Alejandro Wainzinger
3 min readJul 12, 2020

After reading What You Do Is Who You Are early this year, I decided to write down what virtues I would want in my organization. After letting it sit around for 6 months, I think I’m still in agreement both with the ideas behind them and actually implementing them in reality, not just paying lip service to them. What do you think?

Behavior

  • Operate initially in good faith, trusting that other people want to help you, and will do what they can within their means
  • Deal with bad faith actors when necessary, but minimize contact and focus on the immediate goal, do not get sidetracked into unnecessary battles
  • Offload a task from someone else if you can spare the time. This builds trust, collaboration, and spreads knowledge and experience.

Technical

  • Write tests, especially for code on the hot path, with more detailed tests the more complex and critical the behavior
  • Get reviews, and respond to reviews either by changing code after discussion, or arguing successfully why something must be the way it is
  • Do not review everything, as it wastes people’s time and patience, and slows down the overall operation needlessly
  • Trust each other enough that we allow some code to go by without review when it’s simple enough, with the understanding that if it breaks, you own it completely
  • Specifically, a database migration adding a simple column may not need to be reviewed, unless you’re uncertain about the naming, or a PR fixing a typo unless you’re uncertain
  • Go with the person with the stronger opinion, if all other things are equal.

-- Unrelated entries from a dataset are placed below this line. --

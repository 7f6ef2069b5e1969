//! Command handlers for the Session & Wagon Progress context.
//!
//! Each handler validates client input, performs any slow loading outside the
//! session lock, then applies the domain change through a single registry
//! mutation.

use runaway_core::catalog::WagonCatalog;
use runaway_core::error::DomainError;
use runaway_core::identity::{NpcIdentity, SessionId};
use tracing::{info, warn};

use crate::application::registry::SessionRegistry;
use crate::domain::commands::{
    AddMessage, AdvanceWagon, CreateSession, ExpireSessions, RecordGuess, TerminateSession,
};
use crate::domain::session::{Conversation, GuessingProgress, Message, Session};

/// Result of a successful wagon advancement.
#[derive(Debug, Clone, PartialEq, Eq)]
pub struct AdvanceOutcome {
    /// Index of the wagon the session is now in.
    pub wagon_id: u32,
    /// Theme of the new wagon.
    pub theme: String,
}

/// Loads theme and passcode of the session's current wagon if they have not
/// been loaded yet. Returns the session as it stands afterwards.
///
/// # Errors
///
/// Returns `DomainError::SessionNotFound` if the session is not live, or the
/// catalog's error if the dataset cannot be read.
pub(crate) async fn hydrate_current_wagon(
    session_id: SessionId,
    registry: &SessionRegistry,
    catalog: &dyn WagonCatalog,
) -> Result<Session, DomainError> {
    let session = registry.get(session_id).await?;
    if session.current_wagon.is_loaded() {
        return Ok(session);
    }

    let wagons = catalog.load_wagons(Some(session_id)).await?;
    registry
        .mutate(session_id, |session| {
            session.load_wagon_metadata(&wagons);
            Ok(session.clone())
        })
        .await
}

/// Handles the `CreateSession` command: registers a fresh session and tries
/// to load wagon 0's metadata. A catalog failure does not fail creation; the
/// metadata is loaded again on the first guess.
pub async fn handle_create_session(
    command: &CreateSession,
    registry: &SessionRegistry,
    catalog: &dyn WagonCatalog,
) -> Session {
    let session = registry.create().await;

    match hydrate_current_wagon(session.session_id, registry, catalog).await {
        Ok(hydrated) => hydrated,
        Err(e) => {
            warn!(
                correlation_id = %command.correlation_id,
                session_id = %session.session_id,
                error = %e,
                "could not load wagon metadata for new session"
            );
            session
        }
    }
}

/// Handles the `AddMessage` command: appends the message to the conversation
/// with the referenced character in the current wagon.
///
/// # Errors
///
/// Returns `DomainError::InvalidIdentity` for an unparsable uid,
/// `DomainError::WrongWagon` if the character is not in the current wagon, and
/// `DomainError::SessionNotFound` if the session is not live. No state
/// changes on error.
pub async fn handle_add_message(
    command: &AddMessage,
    registry: &SessionRegistry,
    now: chrono::DateTime<chrono::Utc>,
) -> Result<Conversation, DomainError> {
    let identity = NpcIdentity::parse(&command.uid)?;
    let message = Message::new(command.role, command.content.clone(), now);

    let conversation = registry
        .mutate(command.session_id, |session| {
            session.add_message(identity, message).cloned()
        })
        .await?;

    info!(
        correlation_id = %command.correlation_id,
        session_id = %command.session_id,
        uid = %identity,
        message_role = command.role.as_str(),
        message_count = conversation.messages.len(),
        "added message to conversation"
    );
    Ok(conversation)
}

/// Handles the `AdvanceWagon` command: loads the wagon dataset, then moves the
/// session to the next wagon in one mutation.
///
/// # Errors
///
/// Returns `DomainError::SessionNotFound` if the session is not live, and
/// `DomainError::CannotAdvance` if the session is at the last wagon or the
/// dataset cannot be loaded. No state changes on error.
pub async fn handle_advance_wagon(
    command: &AdvanceWagon,
    registry: &SessionRegistry,
    catalog: &dyn WagonCatalog,
) -> Result<AdvanceOutcome, DomainError> {
    let session = registry.get(command.session_id).await?;

    let wagons = catalog.load_wagons(Some(command.session_id)).await.map_err(|e| {
        warn!(
            correlation_id = %command.correlation_id,
            session_id = %command.session_id,
            error = %e,
            "failed to read wagons data"
        );
        DomainError::CannotAdvance(format!("wagon dataset unavailable: {e}"))
    })?;

    let outcome = registry
        .mutate(command.session_id, |session| {
            let wagon_id = session.advance(&wagons)?;
            Ok(AdvanceOutcome {
                wagon_id,
                theme: session.current_wagon.theme.clone(),
            })
        })
        .await
        .inspect_err(|e| {
            warn!(
                correlation_id = %command.correlation_id,
                session_id = %command.session_id,
                current_wagon = session.current_wagon_id(),
                error = %e,
                "cannot advance wagon"
            );
        })?;

    info!(
        correlation_id = %command.correlation_id,
        session_id = %command.session_id,
        new_wagon = outcome.wagon_id,
        "advanced to next wagon"
    );
    Ok(outcome)
}

/// Handles the `RecordGuess` command: stores the indication, the guess and
/// the narrator replay in one mutation.
///
/// # Errors
///
/// Returns `DomainError::SessionNotFound` if the session is not live, and
/// `DomainError::WrongWagon` if the session is no longer in the wagon the
/// guess was produced for.
pub async fn handle_record_guess(
    command: &RecordGuess,
    registry: &SessionRegistry,
    now: chrono::DateTime<chrono::Utc>,
) -> Result<GuessingProgress, DomainError> {
    let progress = registry
        .mutate(command.session_id, |session| {
            session.ensure_current_wagon(&NpcIdentity::narrator(command.wagon_id))?;
            session.record_guess(&command.indication, &command.guess, &command.rationale, now);
            Ok(session.guessing_progress.clone())
        })
        .await?;

    info!(
        correlation_id = %command.correlation_id,
        session_id = %command.session_id,
        wagon_id = command.wagon_id,
        guess_count = progress.guesses.len(),
        "added a new guess"
    );
    Ok(progress)
}

/// Handles the `TerminateSession` command.
///
/// # Errors
///
/// Returns `DomainError::SessionNotFound` if the session is not live.
pub async fn handle_terminate_session(
    command: &TerminateSession,
    registry: &SessionRegistry,
) -> Result<Session, DomainError> {
    registry.terminate(command.session_id).await.inspect_err(|_| {
        warn!(
            correlation_id = %command.correlation_id,
            session_id = %command.session_id,
            "attempted to terminate non-existent session"
        );
    })
}

/// Handles the `ExpireSessions` command. Returns how many sessions were
/// removed.
pub async fn handle_expire_sessions(command: &ExpireSessions, registry: &SessionRegistry) -> usize {
    let removed = registry.expire_older_than(command.max_age).await;
    if removed > 0 {
        info!(
            correlation_id = %command.correlation_id,
            removed,
            max_age_secs = command.max_age.num_seconds(),
            "expired idle sessions"
        );
    }
    removed
}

It is likely that whoever cares more does so because of previous experience, and they are willing to stake their reputation on something so it’s worth seeing how it will play out. You might even learn the same lesson.
  • Design ahead of time, and communicate design via simple but structured documents for discussion, before diving head-first into details of implementation of a complex feature or product

Communication

  • Raise issues early, showing at least minimal research into an issue and possible solutions, even if you don’t have a solution yet. This shows preparedness, but also adds visibility which can help to better or more easily tackle a problem.
  • Prefer text-based communication such as chat or email, as it leaves a searchable and forwardable record. Fall back to call/meeting if this fails, but try to leave a written record of the results somewhere for the benefit of your future self and others not present.
  • Avoid personal attacks, and reprimand those who engage in it publicly. This includes appeal to ignorance (e.g. “you should go read a book”) or other vaguely-worded attacks that are not constructive and only seek to agitate. Remove repeat offenders.

Meetings

  • Call formal meetings only when necessary, prepare an agenda, invite only necessary people, and have a clear goal of output for the meeting
  • Allow meetings to be cancelled if questions end up answered over email, chat or in-person
  • Allow meetings to be rejected if the person calling the meeting shows no effort of research, no agenda, and has no idea what kind of questions they want to ask in the meeting
  • Allow impromptu meetings when topics are immensely time-sensitive, but have it be the exception and not the rule
  • This applies during peacetime. During wartime, of course, all meetings are by definition time-sensitive.